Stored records
'''

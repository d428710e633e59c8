use crate::{EsError, Result};

use super::Device;

/// The number of RUs a rack has when no size is specified.
pub const DEFAULT_RACK_SIZE: usize = 45;

/// A rack: a fixed-length sequence of RU slots, each either empty or
/// occupied by one device.
///
/// Elevations are 1-indexed from the bottom. A device with form factor `f`
/// placed at elevation `e` occupies elevations `e - f + 1 ..= e`: the
/// recorded elevation is the top of its run. Occupied runs never overlap,
/// and every slot of a run holds the same device index.
#[derive(Clone, Debug)]
pub struct Rack {
    pub id: String,
    /// The name of the rack.
    pub name: String,
    /// The number of total RUs the rack has.
    pub size: usize,
    /// The id of the datacenter this rack belongs to.
    pub datacenter_id: String,

    devices: Vec<Device>,
    // one entry per RU, holding an index into `devices` when occupied
    slots: Vec<Option<usize>>,
}

impl Rack {
    pub fn new(name: &str, size: usize) -> Self {
        Self {
            id: String::new(),
            name: name.to_lowercase(),
            size,
            datacenter_id: String::new(),
            devices: Vec::new(),
            slots: vec![None; size],
        }
    }

    /// Resizes the rack, clearing all placements. Used when replaying the
    /// rack's creation event onto a default-constructed rack.
    pub fn reset(&mut self, size: usize) {
        self.size = size;
        self.devices.clear();
        self.slots = vec![None; size];
    }

    /// The devices racked here, in placement order.
    pub fn devices(&self) -> &[Device] {
        &self.devices
    }

    /// The device occupying the given elevation, if any.
    pub fn device_at(&self, elevation: usize) -> Option<&Device> {
        if elevation == 0 || elevation > self.size {
            return None;
        }
        self.slots[elevation - 1].map(|idx| &self.devices[idx])
    }

    /// Whether the run `[elevation - form_factor + 1, elevation]` exists and
    /// is fully open. This is the strict placement check: any occupied slot
    /// in that exact range invalidates it.
    pub fn can_fit_device_at(&self, form_factor: usize, elevation: usize) -> bool {
        if form_factor == 0 || elevation < form_factor || elevation > self.size {
            return false;
        }
        self.slots[elevation - form_factor..elevation]
            .iter()
            .all(Option::is_none)
    }

    /// Scans from the top of the rack downward and returns the highest
    /// elevation with a fully open run for the given form factor. The scan
    /// starts one slot below the top of the rack, so racks fill top-down.
    pub fn can_fit_device(&self, form_factor: usize) -> Option<usize> {
        if form_factor == 0 || self.size == 0 {
            return None;
        }
        (form_factor..self.size)
            .rev()
            .find(|&elevation| self.can_fit_device_at(form_factor, elevation))
    }

    /// Puts the device into the rack at the highest open elevation and
    /// returns the elevation it was placed at. There is no undo: callers
    /// must not place speculatively.
    pub fn rack_device(&mut self, device: Device) -> Result<usize> {
        let form_factor = device.model.form_factor;
        let elevation = self
            .can_fit_device(form_factor)
            .ok_or(EsError::UnableToFitDevice {
                form_factor,
                elevation: None,
            })?;
        self.place(device, elevation);
        Ok(elevation)
    }

    /// Like [`Self::rack_device`] but fails unless the device fits exactly
    /// at the passed elevation.
    pub fn rack_device_at(&mut self, device: Device, elevation: usize) -> Result<usize> {
        let form_factor = device.model.form_factor;
        if !self.can_fit_device_at(form_factor, elevation) {
            return Err(EsError::UnableToFitDevice {
                form_factor,
                elevation: Some(elevation),
            });
        }
        self.place(device, elevation);
        Ok(elevation)
    }

    fn place(&mut self, mut device: Device, elevation: usize) {
        let form_factor = device.model.form_factor;
        device.elevation = elevation;
        self.devices.push(device);
        let idx = self.devices.len() - 1;
        for slot in &mut self.slots[elevation - form_factor..elevation] {
            *slot = Some(idx);
        }
    }
}

impl Default for Rack {
    fn default() -> Self {
        Self::new("", DEFAULT_RACK_SIZE)
    }
}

'''

TASK PROMPT: Every line of the data should be output exactly as it was given.

SOLUTION TO THIS EXERCISE:
repository d428710e633e59c8
use crate::{EsError, Result};

use super::Device;

/// The number of RUs a rack has when no size is specified.
pub const DEFAULT_RACK_SIZE: usize = 45;

/// A rack: a fixed-length sequence of RU slots, each either empty or
/// occupied by one device.
///
/// Elevations are 1-indexed from the bottom. A device with form factor `f`
/// placed at elevation `e` occupies elevations `e - f + 1 ..= e`: the
/// recorded elevation is the top of its run. Occupied runs never overlap,
/// and every slot of a run holds the same device index.
#[derive(Clone, Debug)]
pub struct Rack {
    pub id: String,
    /// The name of the rack.
    pub name: String,
    /// The number of total RUs the rack has.
    pub size: usize,
    /// The id of the datacenter this rack belongs to.
    pub datacenter_id: String,

    devices: Vec<Device>,
    // one entry per RU, holding an index into `devices` when occupied
    slots: Vec<Option<usize>>,
}

impl Rack {
    pub fn new(name: &str, size: usize) -> Self {
        Self {
            id: String::new(),
            name: name.to_lowercase(),
            size,
            datacenter_id: String::new(),
            devices: Vec::new(),
            slots: vec![None; size],
        }
    }

    /// Resizes the rack, clearing all placements. Used when replaying the
    /// rack's creation event onto a default-constructed rack.
    pub fn reset(&mut self, size: usize) {
        self.size = size;
        self.devices.clear();
        self.slots = vec![None; size];
    }

    /// The devices racked here, in placement order.
    pub fn devices(&self) -> &[Device] {
        &self.devices
    }

    /// The device occupying the given elevation, if any.
    pub fn device_at(&self, elevation: usize) -> Option<&Device> {
        if elevation == 0 || elevation > self.size {
            return None;
        }
        self.slots[elevation - 1].map(|idx| &self.devices[idx])
    }

    /// Whether the run `[elevation - form_factor + 1, elevation]` exists and
    /// is fully open. This is the strict placement check: any occupied slot
    /// in that exact range invalidates it.
    pub fn can_fit_device_at(&self, form_factor: usize, elevation: usize) -> bool {
        if form_factor == 0 || elevation < form_factor || elevation > self.size {
            return false;
        }
        self.slots[elevation - form_factor..elevation]
            .iter()
            .all(Option::is_none)
    }

    /// Scans from the top of the rack downward and returns the highest
    /// elevation with a fully open run for the given form factor. The scan
    /// starts one slot below the top of the rack, so racks fill top-down.
    pub fn can_fit_device(&self, form_factor: usize) -> Option<usize> {
        if form_factor == 0 || self.size == 0 {
            return None;
        }
        (form_factor..self.size)
            .rev()
            .find(|&elevation| self.can_fit_device_at(form_factor, elevation))
    }

    /// Puts the device into the rack at the highest open elevation and
    /// returns the elevation it was placed at. There is no undo: callers
    /// must not place speculatively.
    pub fn rack_device(&mut self, device: Device) -> Result<usize> {
        let form_factor = device.model.form_factor;
        let elevation = self
            .can_fit_device(form_factor)
            .ok_or(EsError::UnableToFitDevice {
                form_factor,
                elevation: None,
            })?;
        self.place(device, elevation);
        Ok(elevation)
    }

    /// Like [`Self::rack_device`] but fails unless the device fits exactly
    /// at the passed elevation.
    pub fn rack_device_at(&mut self, device: Device, elevation: usize) -> Result<usize> {
        let form_factor = device.model.form_factor;
        if !self.can_fit_device_at(form_factor, elevation) {
            return Err(EsError::UnableToFitDevice {
                form_factor,
                elevation: Some(elevation),
            });
        }
        self.place(device, elevation);
        Ok(elevation)
    }

    fn place(&mut self, mut device: Device, elevation: usize) {
        let form_factor = device.model.form_factor;
        device.elevation = elevation;
        self.devices.push(device);
        let idx = self.devices.len() - 1;
        for slot in &mut self.slots[elevation - form_factor..elevation] {
            *slot = Some(idx);
        }
    }
}

impl Default for Rack {
    fn default() -> Self {
        Self::new("", DEFAULT_RACK_SIZE)
    }
}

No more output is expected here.